The discussion was focused on defining carers according to the new model and identifying the differences or similarities of the formal and informal sectors as far as provisions of care is concerned and also describing the inter-relationships between carers and social care agencies.
The discussion tried to draw out contradictions in social policy considering the role of carers and the author suggested that the lack of a definite model about carers have led to neglect of the informal care sector. This was clearly stated in the conclusion.
Conclusion and Recommendation
The conclusion specified that there are many tensions in policy that could be related to informal care and understanding informal care more elaborately could help in reducing gaps in knowledge of social policy. The study highlighted a conceptual problem of definition and categorization and further highlighted the ambiguous position of informal carers in health and social care. The paper tried to emphasise on the contradictions and the series of models available to explain the role of carers in the field. The recommendations of the author was to use an integrated model as given as the three roles according to frames of reference and use this as the basis for social policy on carers.
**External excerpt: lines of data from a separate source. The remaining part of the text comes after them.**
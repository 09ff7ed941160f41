//! A fitted preprocessing + classifier pair.

use crate::algorithms::{Algorithm, Classifier};
use crate::data::dataset::{Cell, Dataset};
use crate::error::{MlError, Result};
use crate::preprocessing::ColumnTransformer;
use crate::training::metrics::accuracy_score;
use crate::training::search::Params;
use serde::{Deserialize, Serialize};
use std::collections::{HashMap, HashSet};

/// The object persisted in a model artifact and served by an endpoint.
#[derive(Debug, Clone, PartialEq, Serialize, Deserialize)]
pub struct Estimator {
    pub transformer: ColumnTransformer,
    /// Class labels in sorted order; classifier outputs index into this.
    pub classes: Vec<Cell>,
    pub classifier: Classifier,
}

impl Estimator {
    /// Fit preprocessing and a classifier built from `params` on the given
    /// features and labels.
    pub fn fit(
        algorithm: Algorithm,
        params: &Params,
        seed: u64,
        features: &Dataset,
        labels: &[Cell],
    ) -> Result<Self> {
        if features.n_rows() != labels.len() {
            return Err(MlError::training(format!(
                "{} feature rows but {} labels",
                features.n_rows(),
                labels.len()
            )));
        }
        if labels.is_empty() {
            return Err(MlError::training("training set is empty"));
        }

        let mut classes: Vec<Cell> = Vec::new();
        let mut seen = HashSet::new();
        for label in labels {
            if seen.insert(label.key()) {
                classes.push(label.clone());
            }
        }
        classes.sort_by(Cell::total_cmp);
        let class_index: HashMap<String, usize> = classes
            .iter()
            .enumerate()
            .map(|(i, c)| (c.key(), i))
            .collect();
        let y: Vec<usize> = labels.iter().map(|l| class_index[&l.key()]).collect();

        let transformer = ColumnTransformer::fit(features)?;
        let x = transformer.transform(features)?;
        let mut classifier = algorithm.build(params, seed)?;
        classifier.fit(&x, &y, classes.len())?;

        Ok(Self {
            transformer,
            classes,
            classifier,
        })
    }

    pub fn algorithm(&self) -> Algorithm {
        self.classifier.algorithm()
    }

    /// Predicted class label for each row of `features`.
    pub fn predict(&self, features: &Dataset) -> Result<Vec<Cell>> {
        let x = self.transformer.transform(features)?;
        let predicted = self.classifier.predict(&x)?;
        predicted
            .into_iter()
            .map(|i| {
                self.classes
                    .get(i)
                    .cloned()
                    .ok_or_else(|| MlError::model(format!("class index {i} out of range")))
            })
            .collect()
    }

    /// Mean accuracy of `predict(features)` against `labels`.
    pub fn score(&self, features: &Dataset, labels: &[Cell]) -> Result<f64> {
        let predicted = self.predict(features)?;
        accuracy_score(labels, &predicted)
    }
}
The paper selected by Twigg ( ) How Do Social Care Agencies Conceptualise Their Relationship with Informal Carers? deals with the relationship between social care agencies and informal carers and describes the models or types of relationships. As the paper has claimed there is much confusion and contradiction on the position of informal carers within the social care system and especially their relationships with social care agencies. Considering that the role of carers has been largely overlooked in social care studies, this paper is an attempt to fill many gaps and highlights the different ways in which carers could be perceived. This obviously leads to problems in ambiguity of position and perception of roles although the author has tried to put this within a framework thus providing some direction according to which social policy and carer roles could be perceived or framed. The paper is a good attempt to study a relatively rare field of carer role perception and suggests new directions in social care studies which is praiseworthy. Despite this the choice of research studies are not adequate so secondary research to support the claims fall short of expectations. Despite the attempt the paper has not been able to surpass the ambiguity in carer role perception though.